¿Quiénes somos?

Somo una iglesia bíblica-familiar

Identidad de RDSP

Somos una iglesia firmemente arraigada en la Palabra de Dios y en la rica tradición de la fe reformada, que promueve un ambiente familiar y acogedor para cada persona. Nuestro compromiso es reflejar el amor y el servicio de Cristo a través de una vida transformada por el evangelio, con el firme propósito de ver a Cristo formado en cada uno de nosotros.

Ser una iglesia viva que fluya continuamente en la presencia de Dios, inspirando a otros a experimentar y compartir esa misma presencia que transforma vidas.

Proclamar el Reino de Dios con pasión y entrega, mediante una enseñanza bíblica contextual y relevante, y con un compromiso activo en la sociedad, todo sustentado en el amor redentor de Cristo y bajo la guía del Espíritu Santo, para glorificar en unidad Su santo nombre.

Bíblica

— Familiar

Por ello, somos una iglesia bíblica-familiar. 

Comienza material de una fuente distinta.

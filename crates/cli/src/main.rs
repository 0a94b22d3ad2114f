use std::str::FromStr;
use std::sync::Arc;
use std::time::Duration;

use anyhow::{Context, Result};
use clap::{ArgAction, Args, Parser, Subcommand, ValueEnum};
use k8s_openapi::api::core::v1::Service;
use k8s_openapi::api::networking::v1::Ingress;
use kube::Api;
use steward_controller::{plan, Action, Controller, ControllerConfig, EventRouter, IngressReconciler, LogSink};
use steward_core::{DesiredResource, Key, ManagedResource, ManagedTemplate};
use steward_kubehub::{
    desired_from_service, managed_from_ingress, scoped_api, start_watcher, KubeIngressClient,
};
use steward_queue::WorkQueue;
use steward_store::spawn_ingest;
use tokio::signal;
use tracing::{error, info, warn};

#[derive(Parser, Debug)]
#[command(name = "steward", version, about = "Keeps an Ingress for every annotated Service")]
struct Cli {
    /// Output format
    #[arg(short = 'o', long = "output", value_enum, global = true, default_value_t = Output::Human)]
    output: Output,

    #[command(subcommand)]
    command: Commands,
}

#[derive(Copy, Clone, Debug, Eq, PartialEq, ValueEnum)]
enum Output { Human, Json }

#[derive(Subcommand, Debug)]
enum Commands {
    /// Run the controller until SIGINT/SIGTERM
    Run(RunArgs),
    /// Print the action a sync of one Service would take, without taking it
    Plan {
        /// Service key, "namespace/name" (bare names resolve in "default")
        key: String,
        #[command(flatten)]
        ingress: IngressArgs,
    },
}

#[derive(Args, Debug)]
struct RunArgs {
    /// Namespace to watch
    #[arg(long = "ns", env = "STEWARD_NAMESPACE", default_value = "default")]
    namespace: String,
    /// Watch every namespace (overrides --ns)
    #[arg(long = "all-namespaces", env = "STEWARD_ALL_NAMESPACES", action = ArgAction::SetTrue)]
    all_namespaces: bool,
    #[arg(long, env = "STEWARD_WORKERS", default_value_t = 5)]
    workers: usize,
    /// Failed syncs retried per key before giving up
    #[arg(long = "max-retries", env = "STEWARD_MAX_RETRIES", default_value_t = 10)]
    max_retries: usize,
    /// Re-enqueue every Service this often; 0 disables
    #[arg(long = "resync-secs", env = "STEWARD_RESYNC_SECS", default_value_t = 60)]
    resync_secs: u64,
    #[arg(long = "sync-timeout-secs", env = "STEWARD_SYNC_TIMEOUT_SECS", default_value_t = 30)]
    sync_timeout_secs: u64,
    /// Startup fails if the caches have not listed by then
    #[arg(long = "cache-sync-timeout-secs", env = "STEWARD_CACHE_SYNC_TIMEOUT_SECS", default_value_t = 60)]
    cache_sync_timeout_secs: u64,
    #[command(flatten)]
    ingress: IngressArgs,
}

/// Shape of the managed Ingress.
#[derive(Args, Debug)]
struct IngressArgs {
    /// Annotation whose presence on a Service requests an Ingress
    #[arg(long, env = "STEWARD_MARKER", default_value = steward_controller::DEFAULT_MARKER)]
    marker: String,
    /// Ingress class; empty leaves it unset
    #[arg(long = "ingress-class", env = "STEWARD_INGRESS_CLASS", default_value = "nginx")]
    ingress_class: String,
    #[arg(long, env = "STEWARD_HOST", default_value = "example.com")]
    host: String,
    /// Backend service port
    #[arg(long, env = "STEWARD_PORT", default_value_t = 80)]
    port: i32,
}

impl IngressArgs {
    fn template(&self) -> ManagedTemplate {
        ManagedTemplate {
            class_name: (!self.ingress_class.is_empty()).then(|| self.ingress_class.clone()),
            host: self.host.clone(),
            backend_port: self.port,
            ..ManagedTemplate::default()
        }
    }
}

fn init_tracing() {
    let env = std::env::var("STEWARD_LOG").unwrap_or_else(|_| "info".to_string());
    let filter = tracing_subscriber::EnvFilter::from_str(&env).unwrap_or_else(|_| tracing_subscriber::EnvFilter::new("info"));
    tracing_subscriber::fmt().with_env_filter(filter).with_target(true).init();
}

fn init_metrics() {
    if let Ok(addr) = std::env::var("STEWARD_METRICS_ADDR") {
        if let Ok(sock) = addr.parse::<std::net::SocketAddr>() {
            let builder = metrics_exporter_prometheus::PrometheusBuilder::new();
            match builder.with_http_listener(sock).install() {
                Ok(_) => info!(addr = %addr, "Prometheus metrics exporter listening"),
                Err(e) => warn!(error = %e, "failed to install metrics exporter"),
            }
        } else {
            warn!(addr = %addr, "invalid STEWARD_METRICS_ADDR; expected host:port");
        }
    }
}

#[tokio::main]
async fn main() -> Result<()> {
    init_tracing();
    init_metrics();
    let cli = Cli::parse();

    match cli.command {
        Commands::Run(args) => run(args).await,
        Commands::Plan { key, ingress } => plan_one(&key, &ingress, cli.output).await,
    }
}

async fn run(args: RunArgs) -> Result<()> {
    let client = steward_kubehub::connect().await?;
    let namespace = (!args.all_namespaces).then_some(args.namespace.as_str());
    let template = args.ingress.template();
    let config = ControllerConfig {
        workers: args.workers,
        max_retries: args.max_retries,
        sync_timeout: Duration::from_secs(args.sync_timeout_secs),
        cache_sync_timeout: Duration::from_secs(args.cache_sync_timeout_secs),
        resync_period: (args.resync_secs > 0).then(|| Duration::from_secs(args.resync_secs)),
        ..ControllerConfig::default()
    };
    info!(ns = ?namespace, workers = config.workers, marker = %args.ingress.marker, "starting");

    let queue = WorkQueue::with_default_rate_limiter(config.name.clone());
    let router = Arc::new(EventRouter::new(queue.clone(), template.owner_kind.clone()));
    let (svc_tx, services) = spawn_ingest::<DesiredResource>("services", 1024, router.clone());
    let (ing_tx, ingresses) = spawn_ingest::<ManagedResource>("ingresses", 1024, router);

    let svc_api: Api<Service> = scoped_api(client.clone(), namespace);
    let ing_api: Api<Ingress> = scoped_api(client.clone(), namespace);
    let watchers = [
        tokio::spawn(async move {
            if let Err(e) = start_watcher("services", svc_api, desired_from_service, svc_tx).await {
                error!(error = ?e, "service watcher failed");
            }
        }),
        tokio::spawn(async move {
            if let Err(e) = start_watcher("ingresses", ing_api, managed_from_ingress, ing_tx).await {
                error!(error = ?e, "ingress watcher failed");
            }
        }),
    ];

    let storage = Arc::new(KubeIngressClient::new(client).with_field_manager("steward"));
    let reconciler = IngressReconciler::new(Arc::new(services.clone()), Arc::new(ingresses.clone()), storage)
        .with_marker(args.ingress.marker.clone())
        .with_template(template);
    let controller = Controller::new(config, queue, Arc::new(reconciler), Arc::new(LogSink))
        .wait_for(services.ready())
        .wait_for(ingresses.ready())
        .resync_from(Arc::new(services));

    let res = controller.run(shutdown_signal()).await;
    for w in &watchers {
        w.abort();
    }
    res.context("controller failed")
}

async fn shutdown_signal() {
    let interrupt = async {
        if let Err(e) = signal::ctrl_c().await {
            warn!(error = %e, "cannot listen for SIGINT");
            std::future::pending::<()>().await;
        }
    };
    #[cfg(unix)]
    let terminate = async {
        match signal::unix::signal(signal::unix::SignalKind::terminate()) {
            Ok(mut s) => {
                s.recv().await;
            }
            Err(e) => {
                warn!(error = %e, "cannot listen for SIGTERM");
                std::future::pending::<()>().await;
            }
        }
    };
    #[cfg(not(unix))]
    let terminate = std::future::pending::<()>();

    tokio::select! {
        _ = interrupt => info!("SIGINT received; shutting down"),
        _ = terminate => info!("SIGTERM received; shutting down"),
    }
}

async fn plan_one(raw: &str, args: &IngressArgs, output: Output) -> Result<()> {
    let parsed = Key::from_str(raw).with_context(|| format!("parsing key {raw:?}"))?;
    let key = if parsed.is_namespaced() { parsed } else { Key::new("default", parsed.name) };
    let client = steward_kubehub::connect().await?;

    let services: Api<Service> = Api::namespaced(client.clone(), &key.namespace);
    let ingresses: Api<Ingress> = Api::namespaced(client, &key.namespace);
    let desired = services.get_opt(&key.name).await.context("reading service")?.map(|s| desired_from_service(&s));
    let managed = ingresses.get_opt(&key.name).await.context("reading ingress")?.map(|i| managed_from_ingress(&i));

    let template = args.template();
    let action = plan(&key, desired.as_ref(), managed.as_ref(), &args.marker, &template);
    match output {
        Output::Json => println!("{}", serde_json::to_string_pretty(&action)?),
        Output::Human => match &action {
            Action::Create { object } => println!(
                "create {} • host {} • path {} • backend {}:{}",
                object.key, object.spec.host, object.spec.path, object.spec.backend_service, object.spec.backend_port
            ),
            Action::Delete { key } => println!("delete {key}"),
            Action::Noop { reason } => println!("noop {key} • {reason}"),
        },
    }
    Ok(())
}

La cual permanece junta en la fe y unida por Su amor.

Declaración de Creencias

Antes de declarar cómo vivimos y en qué creemos como comunidad, afirmamos el fundamento sobre el cual descansa nuestra fe:

Creemos que nuestra salvación y nuestra vida cristiana están completamente fundamentadas en el evangelio de Jesucristo, tal como es revelado en las Escrituras.

Por ello, afirmamos:

  • Que la Biblia es la única autoridad suficiente, perfecta y final para nuestra fe y práctica.
  • Que Jesucristo es el único mediador entre Dios y los hombres, y que su vida, muerte y resurrección son suficientes para nuestra salvación.
  • Que somos salvos únicamente por la gracia de Dios, no por nuestras obras ni méritos.
  • Que recibimos esta salvación únicamente por medio de la fe en Jesucristo.
  • Y que toda nuestra vida, salvación y propósito existen para la gloria de Dios solamente.

Este es el fundamento sobre el cual vivimos, servimos y caminamos como iglesia.

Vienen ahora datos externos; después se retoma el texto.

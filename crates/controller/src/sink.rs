//! Where errors go once a key has exhausted its retries.

use std::sync::{Mutex, PoisonError};

use chrono::{DateTime, Utc};
use metrics::counter;
use steward_core::Key;
use tracing::error;

use crate::SyncError;

pub trait ErrorSink: Send + Sync {
    fn report(&self, key: &Key, err: &SyncError);
}

/// Logs and counts dropped keys.
#[derive(Debug, Default, Clone, Copy)]
pub struct LogSink;

impl ErrorSink for LogSink {
    fn report(&self, key: &Key, err: &SyncError) {
        error!(key = %key, error = %err, "giving up on key after max retries");
        counter!("steward_reconcile_dropped_total", 1);
    }
}

#[derive(Debug, Clone, PartialEq, Eq)]
pub struct Report {
    pub key: Key,
    pub message: String,
    pub at: DateTime<Utc>,
}

/// Keeps every report in memory.
#[derive(Debug, Default)]
pub struct MemorySink {
    reports: Mutex<Vec<Report>>,
}

impl MemorySink {
    pub fn new() -> Self { Self::default() }

    pub fn reports(&self) -> Vec<Report> {
        self.reports.lock().unwrap_or_else(PoisonError::into_inner).clone()
    }

    pub fn len(&self) -> usize { self.reports.lock().unwrap_or_else(PoisonError::into_inner).len() }
    pub fn is_empty(&self) -> bool { self.len() == 0 }
}

impl ErrorSink for MemorySink {
    fn report(&self, key: &Key, err: &SyncError) {
        let report = Report { key: key.clone(), message: err.to_string(), at: Utc::now() };
        self.reports.lock().unwrap_or_else(PoisonError::into_inner).push(report);
    }
}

Es por ello que, afirmando este fundamento, deseamos y debemos profesar, declarar y confesar nuestros principios ideológicos y la forma de comportarnos según ellos, así que:

Lo que diremos es para que sea anunciado y escuchado por todos: nuestros amigos, nuestra familia y cada miembro de nuestra comunidad.

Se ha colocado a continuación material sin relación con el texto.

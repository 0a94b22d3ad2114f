//! Steward kubehub: list+watch wiring and the Ingress storage client
//!
//! Watchers convert kube objects into steward resources and push them as
//! store [`Delta`]s. [`KubeIngressClient`] is the authoritative
//! [`StorageClient`] for managed resources.

#![forbid(unsafe_code)]

use std::fmt::Debug;

use anyhow::{Context, Result};
use futures::StreamExt;
use k8s_openapi::api::networking::v1::Ingress;
use k8s_openapi::NamespaceResourceScope;
use kube::{
    api::{Api, DeleteParams, PostParams},
    runtime::{
        watcher::{self, Event},
        WatchStreamExt,
    },
    Client, Resource,
};
use metrics::counter;
use serde::de::DeserializeOwned;
use steward_core::{ClientError, Key, ManagedResource, StorageClient};
use steward_store::Delta;
use tokio::sync::mpsc;
use tracing::{debug, info, warn};

mod convert;

pub use convert::{desired_from_service, ingress_from_managed, managed_from_ingress};

pub async fn connect() -> Result<Client> {
    Client::try_default().await.context("building kube client from kubeconfig or in-cluster config")
}

/// Namespaced or cluster-wide API for a namespaced kind.
pub fn scoped_api<K>(client: Client, namespace: Option<&str>) -> Api<K>
where
    K: Resource<Scope = NamespaceResourceScope>,
    <K as Resource>::DynamicType: Default,
{
    match namespace {
        Some(ns) => Api::namespaced(client, ns),
        None => Api::all(client),
    }
}

/// List+watch `api`, converting every object with `convert` and sending the
/// result into `delta_tx`. Watch errors are logged and retried with backoff.
/// Returns once the receiver is gone or the stream ends.
pub async fn start_watcher<K, T>(
    name: &'static str,
    api: Api<K>,
    convert: fn(&K) -> T,
    delta_tx: mpsc::Sender<Delta<T>>,
) -> Result<()>
where
    K: Resource + Clone + DeserializeOwned + Debug + Send + 'static,
    T: Send + 'static,
{
    let stream = watcher::watcher(api, watcher::Config::default()).default_backoff();
    futures::pin_mut!(stream);
    info!(watcher = name, "watcher started");
    while let Some(ev) = stream.next().await {
        let delta = match ev {
            Ok(Event::Applied(o)) => Delta::Applied(convert(&o)),
            Ok(Event::Deleted(o)) => Delta::Deleted(convert(&o)),
            Ok(Event::Restarted(list)) => {
                debug!(watcher = name, count = list.len(), "watch restart");
                Delta::Restarted(list.iter().map(convert).collect())
            }
            Err(e) => {
                warn!(watcher = name, error = %e, "watch error");
                counter!("steward_watch_errors_total", 1, "watcher" => name);
                continue;
            }
        };
        if delta_tx.send(delta).await.is_err() {
            debug!(watcher = name, "delta receiver closed");
            return Ok(());
        }
    }
    warn!(watcher = name, "watcher stream ended");
    Ok(())
}

/// Creates, deletes and reads Ingresses through the API server.
#[derive(Clone)]
pub struct KubeIngressClient {
    client: Client,
    params: PostParams,
}

impl KubeIngressClient {
    pub fn new(client: Client) -> Self { Self { client, params: PostParams::default() } }

    /// Identify writes with this field manager.
    pub fn with_field_manager(mut self, manager: impl Into<String>) -> Self {
        self.params.field_manager = Some(manager.into());
        self
    }

    fn api(&self, key: &Key) -> Api<Ingress> {
        if key.is_namespaced() {
            Api::namespaced(self.client.clone(), &key.namespace)
        } else {
            Api::default_namespaced(self.client.clone())
        }
    }
}

fn client_error(key: &Key, e: kube::Error) -> ClientError {
    match e {
        kube::Error::Api(ae) if ae.code == 409 && ae.reason == "AlreadyExists" => ClientError::AlreadyExists(key.clone()),
        kube::Error::Api(ae) if ae.code == 409 => ClientError::Conflict(ae.message),
        kube::Error::Api(ae) if ae.code == 404 => ClientError::NotFound(key.clone()),
        other => ClientError::Backend(other.to_string()),
    }
}

#[async_trait::async_trait]
impl StorageClient for KubeIngressClient {
    async fn create(&self, obj: &ManagedResource) -> Result<(), ClientError> {
        let ing = ingress_from_managed(obj);
        self.api(&obj.key).create(&self.params, &ing).await.map_err(|e| client_error(&obj.key, e))?;
        Ok(())
    }

    async fn delete(&self, key: &Key) -> Result<(), ClientError> {
        self.api(key).delete(&key.name, &DeleteParams::default()).await.map_err(|e| client_error(key, e))?;
        Ok(())
    }

    async fn get(&self, key: &Key) -> Result<Option<ManagedResource>, ClientError> {
        let found = self.api(key).get_opt(&key.name).await.map_err(|e| client_error(key, e))?;
        Ok(found.as_ref().map(managed_from_ingress))
    }
}

#[cfg(test)]
mod tests {
    use kube::core::ErrorResponse;

    use super::*;

    fn api_error(code: u16, reason: &str) -> kube::Error {
        kube::Error::Api(ErrorResponse {
            status: "Failure".into(),
            message: format!("ingresses \"web\" {reason}"),
            reason: reason.into(),
            code,
        })
    }

    fn key() -> Key { Key::new("default", "web") }

    #[test]
    fn already_exists_maps_to_already_exists() {
        let err = client_error(&key(), api_error(409, "AlreadyExists"));
        assert_eq!(err, ClientError::AlreadyExists(key()));
        assert!(err.is_already_exists());
    }

    #[test]
    fn other_conflicts_keep_the_server_message() {
        let err = client_error(&key(), api_error(409, "Conflict"));
        assert_eq!(err, ClientError::Conflict("ingresses \"web\" Conflict".into()));
        assert!(!err.is_already_exists());
    }

    #[test]
    fn not_found_maps_to_not_found() {
        let err = client_error(&key(), api_error(404, "NotFound"));
        assert_eq!(err, ClientError::NotFound(key()));
        assert!(err.is_not_found());
    }

    #[test]
    fn server_errors_are_backend_errors() {
        let err = client_error(&key(), api_error(500, "InternalError"));
        assert!(matches!(err, ClientError::Backend(_)));
        assert!(!err.is_not_found() && !err.is_already_exists());
    }
}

Pues como creyentes reformados que pertenecen a una iglesia bíblica:

  • Creemos fervientemente que todo lo que hacemos en Río de Su Presencia lo hacemos para alabanza y adoración a Dios. (Salmo 150:6 /100:4)
  • Creemos en la unidad a la que fuimos llamados, pues solo hay una iglesia, solo hay un Espíritu, y un Dios que nos llamó a una sola esperanza de salvación en Cristo Jesús. Y que Dios Padre es quien gobierna sobre todos, que actúa por medio de todos y está en todos. (Efesios 4:3–6)
  • Creemos que todo lo que está escrito en la Biblia es mensaje de Dios y que es útil para enseñar, ayudar y corregir; Su Palabra existe para mostrarnos cómo debemos vivir y que es la única forma de estar preparados para hacer el bien. (2 Timoteo 3:16)
  • Creemos que todos los que hemos conocido la Verdad y que nos preparamos para hacer el bien, fuimos llamados a servir en la gran comisión. (Mateo 28:19)
  • Creemos en el poder del Espíritu Santo, y que ese poder nos capacita con dones y talentos para el provecho y la edificación del cuerpo de Cristo, su iglesia. (1 Corintios 12:7–11)
  • Y creemos que todo esto es para conocer el amor de Cristo que excede a todo conocimiento y para que seamos llenos de toda la plenitud de Dios. (Efesios 3:19)

Como iglesia, afirmamos estas verdades con convicción y gratitud, reconociendo que no son producto de nuestro esfuerzo, sino de la gracia de Dios obrando en nosotros.

No deseamos que estas palabras queden solo como una declaración escrita, sino que se reflejen en una vida diaria de obediencia, humildad y dependencia del Señor.

Anhelamos ser una comunidad que viva bajo la autoridad de la Palabra, que descanse en la obra suficiente de Cristo y que camine guiada por el Espíritu Santo.

Invitamos a cada persona a abrazar estas verdades, a crecer en ellas y a vivirlas, recordando que nuestra identidad, seguridad y propósito están firmemente establecidos en Jesucristo.

A Él sea toda la gloria, por los siglos de los siglos. Amén.